ArticoloOsservatorio

Famiglie, prima che cosche. Genitori e minori esposti alla vulnerabilità mafiosa

Intervista a Faustino Rizzo a cura di Cesare Sposetti SJ

Fascicolo: aprile 2026

Nella sua ricerca ha deciso di concentrarsi su una particolare categoria di vittime della mafia, di cui si parla molto poco: i bambini e gli adolescenti, figli di famiglie toccate in diversi modi dal fenomeno mafioso. Come è nata questa intuizione?

 

Ho avuto questa intuizione in seguito alla lettura di un articolo che raccontava l’esperienza del giudice Roberto Di Bella, presidente del Tribunale per i minorenni di Reggio Calabria dal 2011 al 2020. Nella sua attività ebbe a che fare con molti imputati adolescenti, coinvolti in omicidi, traffico di droga, estorsioni ai danni di imprenditori locali, spesso su mandato dei genitori detenuti, affiliati o vicini alla ’ndrangheta. Ciò che lo colpì fu soprattutto il trovare cognomi già presenti nei fascicoli di procedimenti risalenti anche a decenni prima. Erano i padri, i nonni, i fratelli degli adolescenti che gli comparivano davanti come imputati. Di Bella si rese così conto dell’inefficacia delle azioni fino ad allora intraprese dal suo tribunale: non è sufficiente giudicare il singolo reato, ma bisogna interrogarsi sul significato educativo dell’intervento giudiziario nel suo complesso, sulla capacità delle istituzioni di individuare per tempo le traiettorie di devianza e di agire prima che si consolidino.

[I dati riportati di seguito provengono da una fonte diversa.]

//! RFQ routes: drafting, the status surface and the bids placed on an RFQ.

use axum::{
    Json, Router,
    extract::{Path, State},
    http::StatusCode,
    routing::{get, post},
};
use serde::Deserialize;
use serde_json::Value;
use uuid::Uuid;

use procura_core::bid::{Bid, BidInput};
use procura_core::machine::StatusHistoryEntry;
use procura_core::rfq::{Rfq, RfqInput};
use procura_core::{TransitionRequest, TransitionView};

use super::Metadata;
use crate::AppState;
use crate::middleware::CurrentActor;
use crate::response::{ApiResponse, ApiResult, EntityData};

/// Creates the RFQ routes.
pub fn routes() -> Router<AppState> {
    Router::new()
        .route("/rfqs", post(create_rfq))
        .route("/rfqs/{id}", get(get_rfq).patch(update_rfq))
        .route("/rfqs/{id}/transitions", get(rfq_transitions))
        .route("/rfqs/{id}/transition", post(transition_rfq))
        .route("/rfqs/{id}/publish", post(publish))
        .route("/rfqs/{id}/open-bidding", post(open_bidding))
        .route("/rfqs/{id}/close-bidding", post(close_bidding))
        .route("/rfqs/{id}/award", post(award))
        .route("/rfqs/{id}/cancel", post(cancel))
        .route("/rfqs/{id}/history", get(rfq_history))
        .route("/rfqs/{id}/bids", get(list_bids).post(save_bid))
}

/// Request body for saving a supplier's bid.
#[derive(Debug, Deserialize)]
pub struct SaveBidRequest {
    /// Bid content.
    #[serde(flatten)]
    pub bid: BidInput,
    /// Submit right away instead of keeping a draft.
    #[serde(default)]
    pub submit: bool,
}

async fn create_rfq(
    State(state): State<AppState>,
    CurrentActor(actor): CurrentActor,
    Json(input): Json<RfqInput>,
) -> ApiResult<EntityData<Rfq>> {
    let outcome = state.service.create_rfq(input, &actor).await?;
    Ok(ApiResponse::from(outcome).with_status(StatusCode::CREATED))
}

async fn get_rfq(
    State(state): State<AppState>,
    CurrentActor(actor): CurrentActor,
    Path(id): Path<Uuid>,
) -> ApiResult<EntityData<Rfq>> {
    Ok(state.service.get_rfq(id, &actor).await?.into())
}

async fn update_rfq(
    State(state): State<AppState>,
    CurrentActor(actor): CurrentActor,
    Path(id): Path<Uuid>,
    Json(input): Json<RfqInput>,
) -> ApiResult<EntityData<Rfq>> {
    Ok(state.service.update_rfq(id, input, &actor).await?.into())
}

async fn rfq_transitions(
    State(state): State<AppState>,
    CurrentActor(actor): CurrentActor,
    Path(id): Path<Uuid>,
) -> ApiResult<TransitionView> {
    let view = state.service.rfq_transitions(id, &actor).await?;
    Ok(ApiResponse::ok("Available transitions", view))
}

async fn transition_rfq(
    State(state): State<AppState>,
    CurrentActor(actor): CurrentActor,
    Path(id): Path<Uuid>,
    Json(request): Json<TransitionRequest>,
) -> ApiResult<EntityData<Rfq>> {
    Ok(state.service.transition_rfq(id, request, &actor).await?.into())
}

async fn move_rfq(
    state: &AppState,
    actor: CurrentActor,
    id: Uuid,
    target: &str,
    metadata: Value,
) -> ApiResult<EntityData<Rfq>> {
    let request = TransitionRequest::to(target, metadata);
    Ok(state.service.transition_rfq(id, request, &actor.0).await?.into())
}

async fn publish(
    State(state): State<AppState>,
    actor: CurrentActor,
    Path(id): Path<Uuid>,
    metadata: Metadata,
) -> ApiResult<EntityData<Rfq>> {
    move_rfq(&state, actor, id, "published", metadata.into_value()).await
}

async fn open_bidding(
    State(state): State<AppState>,
    actor: CurrentActor,
    Path(id): Path<Uuid>,
    metadata: Metadata,
) -> ApiResult<EntityData<Rfq>> {
    move_rfq(&state, actor, id, "bidding_open", metadata.into_value()).await
}

async fn close_bidding(
    State(state): State<AppState>,
    actor: CurrentActor,
    Path(id): Path<Uuid>,
    metadata: Metadata,
) -> ApiResult<EntityData<Rfq>> {
    move_rfq(&state, actor, id, "bidding_closed", metadata.into_value()).await
}

/// Expects `{"awarded_supplier_id": ...}`.
async fn award(
    State(state): State<AppState>,
    actor: CurrentActor,
    Path(id): Path<Uuid>,
    metadata: Metadata,
) -> ApiResult<EntityData<Rfq>> {
    move_rfq(&state, actor, id, "awarded", metadata.into_value()).await
}

async fn cancel(
    State(state): State<AppState>,
    actor: CurrentActor,
    Path(id): Path<Uuid>,
    metadata: Metadata,
) -> ApiResult<EntityData<Rfq>> {
    move_rfq(&state, actor, id, "cancelled", metadata.into_value()).await
}

async fn rfq_history(
    State(state): State<AppState>,
    CurrentActor(actor): CurrentActor,
    Path(id): Path<Uuid>,
) -> ApiResult<Vec<StatusHistoryEntry>> {
    let history = state.service.rfq_history(id, &actor).await?;
    Ok(ApiResponse::ok(format!("{} status changes", history.len()), history))
}

async fn list_bids(
    State(state): State<AppState>,
    CurrentActor(actor): CurrentActor,
    Path(id): Path<Uuid>,
) -> ApiResult<Vec<Bid>> {
    let bids = state.service.list_bids(id, &actor).await?;
    Ok(ApiResponse::ok(format!("{} bids", bids.len()), bids))
}

async fn save_bid(
    State(state): State<AppState>,
    CurrentActor(actor): CurrentActor,
    Path(id): Path<Uuid>,
    Json(request): Json<SaveBidRequest>,
) -> ApiResult<EntityData<Bid>> {
    Ok(state
        .service
        .save_bid(id, request.bid, request.submit, &actor)
        .await?
        .into())
}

È nato così nel 2012 il progetto “Liberi di scegliere” come protocollo giudiziale attivo nel contesto reggino (cfr il riquadro a p. seguente). In seguito si è allargato all’intero Paese, coinvolgendo vari settori della società civile, fra cui in particolare “Libera. Associazioni, nomi e numeri contro le mafie”, nel cui ambito si è sviluppato come «un’azione di raccordo delle componenti istituzionali e sociali che si occupano a vario titolo della tutela dei minori», con l’obiettivo di «assicurare una concreta alternativa di vita ai soggetti minorenni provenienti da famiglie inserite in contesti di criminalità organizzata o che siano vittime della violenza mafiosa e ai familiari che si dissociano dalle logiche criminali».